As Barrett points out, the notion that energy efficiency increases energy use is an exaggeration of the rebound effect. For efficiency to increase use, energy consumption has to be elastic (e<-1). I don’t remember ever seeing an economic study that came to that conclusion. In a production function, such values aren’t physically plausible, because they imply zero energy consumption at a finite energy price.

Therefore, the notion that pursuing energy efficiency makes the climate situation worse is a fabrication. Doubly so, because of an accounting sleight-of-hand. Consider two extremes:

  1. no rebound effects (elasticity ~ 0): efficiency policies work, because they reduce energy use and its associated negative social externalities.
  2. big rebound effects (elasticity < -1): efficiency policies increase energy use, but they do so because there’s a huge private benefit from the increase in mobility or illumination or whatever private purpose the energy is put to.

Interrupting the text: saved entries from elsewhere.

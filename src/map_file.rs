// Static map files
//
// `{width, height, obstacles: [{x, y}, ...]}` with obstacles sorted by x then y.
// These files are consumed by the game server, which forwards the obstacles inside
// every game state under `map`.

use serde::{Deserialize, Serialize};
use std::fs;
use std::path::Path;

use crate::error::MapError;
use crate::types::{Coord, StaticMap};

#[derive(Deserialize, Serialize, Debug, Clone, PartialEq)]
pub struct MapFile {
    pub width: i32,
    pub height: i32,
    #[serde(default)]
    pub obstacles: Vec<Coord>,
}

impl MapFile {
    pub fn new(width: i32, height: i32, obstacles: Vec<Coord>) -> Self {
        MapFile {
            width,
            height,
            obstacles,
        }
    }

    pub fn from_file<P: AsRef<Path>>(path: P) -> Result<Self, MapError> {
        let contents = fs::read_to_string(path)?;
        Ok(serde_json::from_str(&contents)?)
    }

    /// Writes the map as pretty JSON, normalizing the obstacle order first
    pub fn save<P: AsRef<Path>>(&self, path: P) -> Result<(), MapError> {
        let mut normalized = self.clone();
        normalized.normalize();
        let mut json = serde_json::to_string_pretty(&normalized)?;
        json.push('\n');
        fs::write(path, json)?;
        Ok(())
    }

    /// Sorts obstacles by x then y and drops duplicates
    pub fn normalize(&mut self) {
        self.obstacles.sort();
        self.obstacles.dedup();
    }

    /// Checks size, bounds, ordering and uniqueness; reports the first problem found
    pub fn validate(&self) -> Result<(), MapError> {
        if self.width <= 0 || self.height <= 0 {
            return Err(MapError::InvalidSize {
                width: self.width,
                height: self.height,
            });
        }

        for (index, cell) in self.obstacles.iter().enumerate() {
            if cell.x < 0 || cell.x >= self.width || cell.y < 0 || cell.y >= self.height {
                return Err(MapError::OutOfBounds {
                    cell: *cell,
                    width: self.width,
                    height: self.height,
                });
            }

            if index > 0 {
                let prev = self.obstacles[index - 1];
                if prev == *cell {
                    return Err(MapError::Duplicate { cell: *cell });
                }
                if prev > *cell {
                    return Err(MapError::Unsorted { index });
                }
            }
        }

        Ok(())
    }

    /// The `map` section of a game state carrying these obstacles
    pub fn to_static_map(&self) -> StaticMap {
        StaticMap {
            width: Some(self.width),
            height: Some(self.height),
            obstacles: self.obstacles.clone(),
        }
    }
}
// Standalone replay tool for analyzing snake agent turn logs
//
// Usage:
//   cargo run --bin replay -- <log_file> [options]
//
// Options:
//   --all                      Replay all answered turns
//   --turns <seq1,seq2>        Replay specific answers by sequence number
//   --validate <seq:MOVE,...>  Check logged moves against expectations
//   --verbose                  Show detailed output for each turn
//   --config <path>            Path to Snake.toml (default: Snake.toml)

use std::env;
use std::process;

use snake_agent::config::Config;
use snake_agent::replay::ReplayEngine;
use snake_agent::types::Direction;

enum Mode {
    All,
    Sequences(String),
    Validate(String),
}

fn print_usage() {
    eprintln!("Snake Agent Replay Tool");
    eprintln!();
    eprintln!("USAGE:");
    eprintln!("  replay <log_file> [OPTIONS]");
    eprintln!();
    eprintln!("OPTIONS:");
    eprintln!("  --all                   Replay all answered turns in the log");
    eprintln!("  --turns <S1,S2,...>     Replay specific answers (comma-separated sequence numbers)");
    eprintln!("  --validate <S:M,...>    Validate logged moves (format: seq:MOVE or seq:MOVE|MOVE)");
    eprintln!("  --verbose               Show detailed output for each turn");
    eprintln!("  --config <path>         Path to Snake.toml (default: Snake.toml)");
    eprintln!("  --help                  Show this help message");
    eprintln!();
    eprintln!("EXAMPLES:");
    eprintln!("  replay snake_agent_debug.jsonl --all");
    eprintln!("  replay snake_agent_debug.jsonl --turns 5,10,15");
    eprintln!("  replay snake_agent_debug.jsonl --validate 1:RIGHT,2:UP|DOWN");
}

fn parse_sequences(s: &str) -> Result<Vec<usize>, String> {
    s.split(',')
        .map(|t| {
            t.trim()
                .parse::<usize>()
                .map_err(|e| format!("Invalid sequence number '{}': {}", t, e))
        })
        .collect()
}

fn parse_expected_moves(s: &str) -> Result<Vec<(usize, Vec<Direction>)>, String> {
    s.split(',')
        .map(|pair| {
            let (seq, moves) = pair
                .trim()
                .split_once(':')
                .ok_or_else(|| format!("Invalid format '{}'. Expected 'seq:move'", pair))?;

            let seq = seq
                .parse::<usize>()
                .map_err(|e| format!("Invalid sequence number '{}': {}", seq, e))?;

            // Several acceptable moves are separated by '|'
            let moves = moves
                .split('|')
                .map(str::parse::<Direction>)
                .collect::<Result<Vec<_>, _>>()?;

            Ok((seq, moves))
        })
        .collect()
}

fn take_value(args: &[String], i: usize, flag: &str) -> String {
    match args.get(i + 1) {
        Some(value) => value.clone(),
        None => {
            eprintln!("Error: {} requires an argument", flag);
            process::exit(1);
        }
    }
}

fn main() {
    env_logger::init();

    let args: Vec<String> = env::args().collect();

    if args.len() < 2 || args.iter().any(|a| a == "--help") {
        print_usage();
        process::exit(if args.iter().any(|a| a == "--help") { 0 } else { 1 });
    }

    let log_file = &args[1];
    let mut config_path = "Snake.toml".to_string();
    let mut verbose = false;
    let mut mode = None;

    let mut i = 2;
    while i < args.len() {
        match args[i].as_str() {
            "--all" => mode = Some(Mode::All),
            "--turns" => {
                mode = Some(Mode::Sequences(take_value(&args, i, "--turns")));
                i += 1;
            }
            "--validate" => {
                mode = Some(Mode::Validate(take_value(&args, i, "--validate")));
                i += 1;
            }
            "--config" => {
                config_path = take_value(&args, i, "--config");
                i += 1;
            }
            "--verbose" => verbose = true,
            other => {
                eprintln!("Error: Unknown option '{}'", other);
                print_usage();
                process::exit(1);
            }
        }
        i += 1;
    }

    let Some(mode) = mode else {
        eprintln!("Error: Must specify --all, --turns, or --validate");
        print_usage();
        process::exit(1);
    };

    let config = Config::from_file(&config_path).unwrap_or_else(|e| {
        eprintln!("Warning: Could not load config from '{}': {}", config_path, e);
        eprintln!("Using default configuration");
        Config::default_hardcoded()
    });

    println!("Replay log file: {}", log_file);
    println!();

    let engine = ReplayEngine::new(config, verbose);

    let entries = match engine.load_log_file(log_file) {
        Ok(entries) => entries,
        Err(e) => {
            eprintln!("Error loading log file: {}", e);
            process::exit(1);
        }
    };

    if entries.is_empty() {
        eprintln!("Error: Log file is empty");
        process::exit(1);
    }

    println!("Loaded {} log entries\n", entries.len());

    match mode {
        Mode::All => {
            println!("Replaying all {} entries...\n", entries.len());
            let results = engine.replay_all(&entries);
            engine.print_report(&results);
        }
        Mode::Sequences(arg) => {
            let sequences = parse_sequences(&arg).unwrap_or_else(|e| {
                eprintln!("Error parsing turns: {}", e);
                process::exit(1);
            });

            println!("Replaying {} specific entries...\n", sequences.len());
            match engine.replay_sequences(&entries, &sequences) {
                Ok(results) => engine.print_report(&results),
                Err(e) => {
                    eprintln!("Error during replay: {}", e);
                    process::exit(1);
                }
            }
        }
        Mode::Validate(arg) => {
            let expected_moves = parse_expected_moves(&arg).unwrap_or_else(|e| {
                eprintln!("Error parsing expected moves: {}", e);
                process::exit(1);
            });

            println!("Validating {} expected move(s)...\n", expected_moves.len());
            match engine.validate_expected_moves(&entries, &expected_moves) {
                Ok(()) => println!("✓ All expected moves validated successfully!"),
                Err(e) => {
                    eprintln!("✗ Validation failed: {}", e);
                    process::exit(1);
                }
            }
        }
    }
}
// Error taxonomy for turns, configuration and map files

use std::path::PathBuf;
use thiserror::Error;

use crate::types::Coord;

/// Why a turn could not be answered by the strategy.
/// Every variant is contained by the protocol loop, which answers with the fallback move.
#[derive(Debug, Error)]
pub enum TurnError {
    /// The record was valid JSON but not a valid game state
    #[error("record does not match the game state schema: {0}")]
    Schema(#[from] serde_json::Error),

    #[error("game state has no snakes")]
    NoSnakes,

    #[error("invalid grid dimensions {width}x{height}")]
    InvalidGrid { width: i32, height: i32 },

    #[error("own snake is alive but has an empty body")]
    EmptyBody,

    #[error("decision exceeded the {budget_ms}ms turn budget")]
    Timeout { budget_ms: u64 },

    #[error("strategy panicked: {0}")]
    StrategyPanicked(String),
}

#[derive(Debug, Error)]
pub enum ConfigError {
    #[error("Failed to read config file {path}: {source}")]
    Read {
        path: PathBuf,
        source: std::io::Error,
    },

    #[error("Failed to parse config file: {0}")]
    Parse(#[from] toml::de::Error),
}

#[derive(Debug, Error)]
pub enum MapError {
    #[error("map file i/o error: {0}")]
    Io(#[from] std::io::Error),

    #[error("map file is not valid JSON: {0}")]
    Json(#[from] serde_json::Error),

    #[error("map size must be positive, got {width}x{height}")]
    InvalidSize { width: i32, height: i32 },

    #[error("obstacle ({}, {}) lies outside the {width}x{height} map", .cell.x, .cell.y)]
    OutOfBounds { cell: Coord, width: i32, height: i32 },

    #[error("obstacles are not sorted by x then y at index {index}")]
    Unsorted { index: usize },

    #[error("obstacle ({}, {}) is listed more than once", .cell.x, .cell.y)]
    Duplicate { cell: Coord },
}
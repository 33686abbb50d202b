// Integration test for wall and trap fallback behavior
//
// Snakes pressed against each wall, with their own body closing most exits.
// The agent must take the one remaining safe move, never the wall side, and must keep
// its current direction only when nothing is safe at all.

use snake_agent::bot::Bot;
use snake_agent::config::Config;
use snake_agent::types::{Coord, Direction, GameState, Snake};

fn board(snakes: Vec<Snake>) -> GameState {
    GameState {
        grid_width: 11,
        grid_height: 11,
        snakes,
        apples: vec![],
        map: None,
        turn: Some(42),
        winner: None,
        game_over: Some(false),
    }
}

fn snake(body: Vec<Coord>, direction: Direction) -> Snake {
    Snake {
        length: body.len() as i32,
        body,
        alive: true,
        score: 0,
        direction,
        speed_turns: 0,
        sleep_turns: 0,
        id: Some(1),
        energy: Some(30),
        death_reason: None,
    }
}

/// Snake at top wall (y=0); left, right and below are closed except one gap to the left
#[tokio::test]
async fn test_trapped_at_top_wall_takes_only_exit() {
    let bot = Bot::new(Config::default_hardcoded());

    let state = board(vec![
        snake(
            vec![
                Coord { x: 5, y: 0 }, // head at top wall
                Coord { x: 5, y: 1 }, // neck blocks down
                Coord { x: 6, y: 1 },
                Coord { x: 6, y: 0 }, // blocks right
            ],
            Direction::Up,
        ),
        snake(
            vec![Coord { x: 8, y: 5 }, Coord { x: 8, y: 6 }],
            Direction::Up,
        ),
    ]);

    let chosen = bot.get_move(state).await.unwrap();
    assert_eq!(chosen, Direction::Left, "LEFT is the only safe move");
}

/// Snake at bottom wall (y=10) should never choose DOWN
#[tokio::test]
async fn test_trapped_at_bottom_wall_avoids_down() {
    let bot = Bot::new(Config::default_hardcoded());

    let state = board(vec![snake(
        vec![
            Coord { x: 5, y: 10 }, // head at bottom wall
            Coord { x: 5, y: 9 },  // neck blocks up
            Coord { x: 4, y: 9 },
            Coord { x: 4, y: 10 }, // blocks left
            Coord { x: 3, y: 10 },
        ],
        Direction::Down,
    )]);

    let chosen = bot.get_move(state).await.unwrap();
    assert_eq!(chosen, Direction::Right);
}

/// Snake at left wall (x=0) should never choose LEFT
#[tokio::test]
async fn test_trapped_at_left_wall_avoids_left() {
    let bot = Bot::new(Config::default_hardcoded());

    let state = board(vec![snake(
        vec![
            Coord { x: 0, y: 5 }, // head at left wall
            Coord { x: 1, y: 5 }, // neck blocks right
            Coord { x: 1, y: 4 },
            Coord { x: 0, y: 4 }, // blocks up
            Coord { x: 0, y: 3 },
        ],
        Direction::Left,
    )]);

    let chosen = bot.get_move(state).await.unwrap();
    assert_eq!(chosen, Direction::Down);
}

/// Snake at right wall (x=10) with every exit closed keeps its direction
#[tokio::test]
async fn test_fully_trapped_at_right_wall_keeps_direction() {
    let bot = Bot::new(Config::default_hardcoded());

    let state = board(vec![
        snake(
            vec![
                Coord { x: 10, y: 5 }, // head at right wall
                Coord { x: 9, y: 5 },  // neck blocks left
                Coord { x: 9, y: 6 },
                Coord { x: 10, y: 6 }, // blocks down
            ],
            Direction::Right,
        ),
        snake(
            vec![Coord { x: 10, y: 4 }, Coord { x: 9, y: 4 }], // blocks up
            Direction::Right,
        ),
    ]);

    let chosen = bot.get_move(state).await.unwrap();
    assert_eq!(
        chosen,
        Direction::Right,
        "With no safe move the agent keeps its current direction"
    );
}
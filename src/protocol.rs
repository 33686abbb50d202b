// Turn protocol over two byte streams
//
// One newline-terminated JSON record in, at most one `{"move":...}` line out, flushed
// before the next record is read. Blank lines and lines that are not JSON at all are
// skipped silently; anything that is JSON gets an answer, falling back to the default
// move when the record or the decision fails. Only end of input stops the loop.

use std::future::Future;
use std::time::Duration;

use log::{debug, info, warn};
use serde_json::Value;
use tokio::io::{AsyncBufRead, AsyncBufReadExt, AsyncWrite, AsyncWriteExt};
use tokio::runtime::Runtime;

use crate::bot::Bot;
use crate::debug_logger::DebugLogger;
use crate::error::TurnError;
use crate::types::{Direction, GameState, MoveResponse};

/// What the loop does with one input record
#[derive(Debug, Clone, Copy, PartialEq, Eq)]
pub enum TurnOutcome {
    /// Blank or non-JSON line: no response
    Skipped,
    /// The strategy produced the move
    Decided(Direction),
    /// The record or the decision failed; the fallback move is sent
    Fallback(Direction),
}

impl TurnOutcome {
    pub fn response(&self) -> Option<MoveResponse> {
        match self {
            TurnOutcome::Skipped => None,
            TurnOutcome::Decided(dir) | TurnOutcome::Fallback(dir) => Some(MoveResponse::new(*dir)),
        }
    }
}

/// Counters reported when the input stream closes
#[derive(Debug, Default, Clone, Copy, PartialEq, Eq)]
pub struct SessionStats {
    pub answered: usize,
    pub skipped: usize,
    pub fallbacks: usize,
}

/// How long shutdown waits for decisions abandoned after their budget ran out
pub const SHUTDOWN_GRACE: Duration = Duration::from_millis(100);

/// Parses one record and asks the bot for a move.
///
/// The parsed state is handed back only when `keep_state` is set (the turn log wants it).
pub async fn handle_record(
    bot: &Bot,
    record: &str,
    keep_state: bool,
) -> (TurnOutcome, Option<GameState>) {
    let record = record.trim();
    if record.is_empty() {
        return (TurnOutcome::Skipped, None);
    }

    debug!("Received: {}", record);

    let value: Value = match serde_json::from_str(record) {
        Ok(value) => value,
        Err(e) => {
            warn!("Skipping unparseable record: {}", e);
            return (TurnOutcome::Skipped, None);
        }
    };

    let state: GameState = match serde_json::from_value(value) {
        Ok(state) => state,
        Err(e) => return (fallback(bot, TurnError::from(e)), None),
    };

    let kept = keep_state.then(|| state.clone());
    match bot.get_move(state).await {
        Ok(dir) => (TurnOutcome::Decided(dir), kept),
        Err(e) => (fallback(bot, e), kept),
    }
}

fn fallback(bot: &Bot, error: TurnError) -> TurnOutcome {
    let dir = bot.fallback_move();
    warn!("Turn failed ({}), answering {}", error, dir);
    TurnOutcome::Fallback(dir)
}

/// Writes one response line and flushes it
pub async fn write_response<W>(writer: &mut W, response: &MoveResponse) -> std::io::Result<()>
where
    W: AsyncWrite + Unpin,
{
    let mut line = serde_json::to_string(response)?;
    line.push('\n');
    writer.write_all(line.as_bytes()).await?;
    writer.flush().await
}

/// Runs the turn loop until `reader` reaches end of input.
///
/// Input bytes that are not valid UTF-8 are decoded lossily and then fail JSON parsing,
/// so they are skipped like any other garbage line. I/O errors on either stream end the loop.
pub async fn run<R, W>(
    bot: &Bot,
    reader: R,
    writer: &mut W,
    turn_log: &DebugLogger,
) -> std::io::Result<SessionStats>
where
    R: AsyncBufRead + Unpin,
    W: AsyncWrite + Unpin,
{
    let mut reader = reader;
    let mut stats = SessionStats::default();
    let mut buf = Vec::new();

    loop {
        buf.clear();
        if reader.read_until(b'\n', &mut buf).await? == 0 {
            break;
        }

        let record = String::from_utf8_lossy(&buf);
        let (outcome, state) = handle_record(bot, &record, turn_log.is_enabled()).await;

        let Some(response) = outcome.response() else {
            stats.skipped += 1;
            continue;
        };

        write_response(writer, &response).await?;
        stats.answered += 1;

        let is_fallback = matches!(outcome, TurnOutcome::Fallback(_));
        if is_fallback {
            stats.fallbacks += 1;
        }

        if let Some(state) = state {
            turn_log.log_move(stats.answered, state, response.direction, is_fallback);
        }
    }

    info!(
        "Input closed: {} turns answered, {} lines skipped, {} fallback moves",
        stats.answered, stats.skipped, stats.fallbacks
    );
    Ok(stats)
}

/// Runtime the agent runs on: one thread for the loop, the blocking pool for decisions
pub fn build_runtime() -> std::io::Result<Runtime> {
    tokio::runtime::Builder::new_current_thread()
        .enable_all()
        .build()
}

/// Drives `session` to completion, then shuts `runtime` down.
///
/// A decision that overran its budget is still running on the blocking pool. Dropping
/// the runtime would wait for it, so shutdown gives up after `SHUTDOWN_GRACE` instead.
pub fn run_session<F: Future>(runtime: Runtime, session: F) -> F::Output {
    let output = runtime.block_on(session);
    runtime.shutdown_timeout(SHUTDOWN_GRACE);
    output
}
//! # Scribeflow Core
//!
//! Domain types, traits, and error definitions for the scribeflow chat
//! pipeline. This crate has **zero framework dependencies** — it defines the
//! domain model that all other crates implement against.
//!
//! ## Design Philosophy
//!
//! Every collaborator the pipeline talks to (safety validation, editor
//! context, conversation storage, the streaming generator) is defined as a
//! trait here. Implementations live in their respective crates. This enables:
//! - Swapping implementations via configuration
//! - Easy testing with mock/stub implementations
//! - Clean dependency graph (all crates depend inward on core)

pub mod context;
pub mod error;
pub mod generator;
pub mod ledger;
pub mod message;
pub mod response;
pub mod safety;

// Re-export key types at crate root for ergonomics
pub use context::{ChatContext, ContextProvider};
pub use error::{GeneratorError, LedgerError};
pub use generator::StreamGenerator;
pub use ledger::ConversationLedger;
pub use message::{ChatMessage, MessageMetadata, Role};
pub use response::{ChatAction, ChatResponse, ErrorInfo, ErrorKind};
pub use safety::{SafetyValidator, ValidationReport};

The super-rebound crowd pooh-poohs #1 and conveniently ignores the welfare outcome of #2, accounting only for the negative side effects.

If rebound effects are modest, as they surely are, it makes much more sense to guide R&D and deployment for both energy supply and demand with a current price signal on emissions. That way, firms make distributed decisions about where to invest, rather than the government picking winners, and appropriate tradeoffs between conservation and clean supply are possible. The price signal can be adapted to meet environmental constraints in the face of rising income. Progress starts now, rather than after decades of waiting for the discover->apply->deploy->embody pipeline.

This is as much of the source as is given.